Count the lines below containing "shift". Number only.
START Records for the task
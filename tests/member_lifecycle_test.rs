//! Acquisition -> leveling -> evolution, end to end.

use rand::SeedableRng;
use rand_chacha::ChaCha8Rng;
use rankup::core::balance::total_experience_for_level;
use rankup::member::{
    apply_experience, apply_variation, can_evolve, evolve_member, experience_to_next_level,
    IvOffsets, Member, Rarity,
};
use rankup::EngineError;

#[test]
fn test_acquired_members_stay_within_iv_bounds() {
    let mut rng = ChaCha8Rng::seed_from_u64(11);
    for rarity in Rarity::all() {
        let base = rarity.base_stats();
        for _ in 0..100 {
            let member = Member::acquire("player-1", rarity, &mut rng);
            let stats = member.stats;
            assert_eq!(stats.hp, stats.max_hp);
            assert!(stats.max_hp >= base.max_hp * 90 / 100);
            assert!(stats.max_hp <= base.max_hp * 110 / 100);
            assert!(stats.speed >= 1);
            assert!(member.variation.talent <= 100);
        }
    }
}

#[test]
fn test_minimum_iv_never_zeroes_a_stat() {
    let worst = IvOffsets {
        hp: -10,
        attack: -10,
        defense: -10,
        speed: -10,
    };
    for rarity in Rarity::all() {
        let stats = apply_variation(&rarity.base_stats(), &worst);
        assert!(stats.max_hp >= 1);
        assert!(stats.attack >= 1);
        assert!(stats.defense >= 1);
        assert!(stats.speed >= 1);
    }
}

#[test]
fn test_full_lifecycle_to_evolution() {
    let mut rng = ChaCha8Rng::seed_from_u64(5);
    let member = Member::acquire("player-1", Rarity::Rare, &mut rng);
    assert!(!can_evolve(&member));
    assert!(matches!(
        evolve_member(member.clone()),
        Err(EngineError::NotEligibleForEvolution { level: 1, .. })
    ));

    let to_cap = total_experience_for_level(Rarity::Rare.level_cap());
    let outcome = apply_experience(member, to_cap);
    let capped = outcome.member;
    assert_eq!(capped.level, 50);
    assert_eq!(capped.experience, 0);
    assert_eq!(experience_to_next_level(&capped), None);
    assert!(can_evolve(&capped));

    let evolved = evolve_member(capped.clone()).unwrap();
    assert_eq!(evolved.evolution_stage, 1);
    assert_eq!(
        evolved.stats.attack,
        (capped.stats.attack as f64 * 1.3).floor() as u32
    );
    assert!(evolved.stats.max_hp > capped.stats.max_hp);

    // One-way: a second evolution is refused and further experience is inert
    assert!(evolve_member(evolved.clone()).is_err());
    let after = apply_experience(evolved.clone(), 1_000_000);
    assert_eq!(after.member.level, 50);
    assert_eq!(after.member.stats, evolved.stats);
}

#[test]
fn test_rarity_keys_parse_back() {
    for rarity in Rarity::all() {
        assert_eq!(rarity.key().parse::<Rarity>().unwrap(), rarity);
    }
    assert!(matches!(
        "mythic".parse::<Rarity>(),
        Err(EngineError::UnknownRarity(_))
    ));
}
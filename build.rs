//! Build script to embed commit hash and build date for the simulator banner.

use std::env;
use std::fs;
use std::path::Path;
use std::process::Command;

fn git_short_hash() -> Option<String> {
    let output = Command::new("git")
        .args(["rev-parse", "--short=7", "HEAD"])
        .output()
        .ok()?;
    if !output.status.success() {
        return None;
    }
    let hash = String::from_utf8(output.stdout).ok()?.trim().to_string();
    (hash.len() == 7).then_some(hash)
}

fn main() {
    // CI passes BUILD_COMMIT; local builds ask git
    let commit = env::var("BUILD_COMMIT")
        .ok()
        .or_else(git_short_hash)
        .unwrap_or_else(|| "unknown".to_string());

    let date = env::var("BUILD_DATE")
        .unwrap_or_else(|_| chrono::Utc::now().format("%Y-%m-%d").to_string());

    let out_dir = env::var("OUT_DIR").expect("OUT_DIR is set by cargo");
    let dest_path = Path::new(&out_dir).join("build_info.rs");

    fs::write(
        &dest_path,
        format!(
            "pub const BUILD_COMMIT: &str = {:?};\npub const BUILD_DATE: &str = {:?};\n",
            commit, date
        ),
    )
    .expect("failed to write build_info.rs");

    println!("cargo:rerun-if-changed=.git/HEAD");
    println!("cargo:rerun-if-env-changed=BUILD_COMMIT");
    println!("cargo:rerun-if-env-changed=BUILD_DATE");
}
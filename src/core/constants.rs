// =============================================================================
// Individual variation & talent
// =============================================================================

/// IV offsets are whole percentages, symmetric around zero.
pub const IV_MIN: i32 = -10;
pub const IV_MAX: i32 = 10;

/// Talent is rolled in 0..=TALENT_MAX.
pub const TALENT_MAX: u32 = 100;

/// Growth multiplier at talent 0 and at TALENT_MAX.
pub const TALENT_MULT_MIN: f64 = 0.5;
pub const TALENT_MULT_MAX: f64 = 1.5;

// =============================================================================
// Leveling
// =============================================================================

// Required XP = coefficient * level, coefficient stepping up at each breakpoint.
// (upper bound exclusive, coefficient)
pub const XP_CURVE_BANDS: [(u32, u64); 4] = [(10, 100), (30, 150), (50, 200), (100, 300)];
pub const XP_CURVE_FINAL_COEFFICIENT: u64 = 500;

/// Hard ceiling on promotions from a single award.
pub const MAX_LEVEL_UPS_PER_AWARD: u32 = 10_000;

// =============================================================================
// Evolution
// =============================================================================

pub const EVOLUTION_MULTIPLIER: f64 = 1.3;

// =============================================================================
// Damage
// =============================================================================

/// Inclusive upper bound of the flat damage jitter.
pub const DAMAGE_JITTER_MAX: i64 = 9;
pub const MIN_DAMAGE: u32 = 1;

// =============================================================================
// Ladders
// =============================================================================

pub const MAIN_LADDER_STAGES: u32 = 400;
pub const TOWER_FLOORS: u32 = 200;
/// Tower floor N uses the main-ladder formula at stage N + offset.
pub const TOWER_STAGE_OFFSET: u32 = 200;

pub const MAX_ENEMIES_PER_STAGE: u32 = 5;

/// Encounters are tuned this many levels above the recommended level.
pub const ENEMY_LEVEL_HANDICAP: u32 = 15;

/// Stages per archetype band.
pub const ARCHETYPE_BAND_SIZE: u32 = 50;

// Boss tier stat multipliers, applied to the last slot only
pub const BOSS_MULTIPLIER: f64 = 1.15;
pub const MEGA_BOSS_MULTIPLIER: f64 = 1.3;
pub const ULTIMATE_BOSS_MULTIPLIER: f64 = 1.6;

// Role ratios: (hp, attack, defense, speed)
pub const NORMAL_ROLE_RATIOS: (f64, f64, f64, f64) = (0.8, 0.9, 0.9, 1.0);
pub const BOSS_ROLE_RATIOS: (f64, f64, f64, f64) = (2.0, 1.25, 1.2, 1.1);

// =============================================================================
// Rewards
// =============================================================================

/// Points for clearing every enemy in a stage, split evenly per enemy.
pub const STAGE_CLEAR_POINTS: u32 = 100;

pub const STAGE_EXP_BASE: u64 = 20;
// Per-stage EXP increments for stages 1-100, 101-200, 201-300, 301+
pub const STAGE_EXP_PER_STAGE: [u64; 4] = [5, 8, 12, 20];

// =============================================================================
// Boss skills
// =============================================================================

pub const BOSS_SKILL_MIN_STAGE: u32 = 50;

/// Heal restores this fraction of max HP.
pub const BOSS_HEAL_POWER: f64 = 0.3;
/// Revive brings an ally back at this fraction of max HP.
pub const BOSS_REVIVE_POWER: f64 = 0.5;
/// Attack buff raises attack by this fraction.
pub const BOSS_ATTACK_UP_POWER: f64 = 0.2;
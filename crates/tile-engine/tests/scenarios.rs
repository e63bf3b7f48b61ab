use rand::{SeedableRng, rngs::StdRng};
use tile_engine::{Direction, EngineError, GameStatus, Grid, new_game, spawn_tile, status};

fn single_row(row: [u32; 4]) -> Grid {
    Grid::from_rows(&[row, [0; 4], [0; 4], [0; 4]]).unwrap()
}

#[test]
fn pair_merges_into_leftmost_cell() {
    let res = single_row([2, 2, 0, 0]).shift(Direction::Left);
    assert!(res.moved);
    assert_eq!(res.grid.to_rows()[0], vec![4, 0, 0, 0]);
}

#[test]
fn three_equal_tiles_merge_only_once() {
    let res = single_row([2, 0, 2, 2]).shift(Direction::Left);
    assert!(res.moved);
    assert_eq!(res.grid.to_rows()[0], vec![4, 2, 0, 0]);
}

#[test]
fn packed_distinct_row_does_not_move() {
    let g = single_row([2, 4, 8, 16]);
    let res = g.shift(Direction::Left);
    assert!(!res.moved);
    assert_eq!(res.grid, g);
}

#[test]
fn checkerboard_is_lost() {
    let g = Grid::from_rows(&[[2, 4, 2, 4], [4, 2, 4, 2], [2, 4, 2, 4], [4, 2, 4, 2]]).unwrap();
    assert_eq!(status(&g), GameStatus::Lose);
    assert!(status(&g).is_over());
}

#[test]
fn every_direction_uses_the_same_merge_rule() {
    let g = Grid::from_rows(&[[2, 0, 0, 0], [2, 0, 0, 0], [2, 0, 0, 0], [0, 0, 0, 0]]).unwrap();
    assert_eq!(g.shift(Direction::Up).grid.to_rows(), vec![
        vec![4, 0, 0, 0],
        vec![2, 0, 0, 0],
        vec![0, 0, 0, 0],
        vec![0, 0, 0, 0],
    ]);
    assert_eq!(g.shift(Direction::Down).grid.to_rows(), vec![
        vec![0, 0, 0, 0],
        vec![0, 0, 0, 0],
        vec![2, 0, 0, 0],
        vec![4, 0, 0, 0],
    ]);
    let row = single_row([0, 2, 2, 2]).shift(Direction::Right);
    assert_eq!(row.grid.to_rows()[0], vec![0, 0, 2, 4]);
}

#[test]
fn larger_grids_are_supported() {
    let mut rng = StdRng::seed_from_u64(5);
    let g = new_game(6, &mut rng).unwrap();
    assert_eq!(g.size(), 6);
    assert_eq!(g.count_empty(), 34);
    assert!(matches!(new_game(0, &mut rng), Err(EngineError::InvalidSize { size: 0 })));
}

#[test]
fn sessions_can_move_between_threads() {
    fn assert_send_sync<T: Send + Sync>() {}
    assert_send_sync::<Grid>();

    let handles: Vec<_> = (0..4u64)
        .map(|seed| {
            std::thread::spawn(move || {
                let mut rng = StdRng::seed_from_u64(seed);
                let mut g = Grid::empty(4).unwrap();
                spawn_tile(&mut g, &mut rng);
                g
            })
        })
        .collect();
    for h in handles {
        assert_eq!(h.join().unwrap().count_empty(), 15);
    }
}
END Records for the task
» Solution to the problem: 6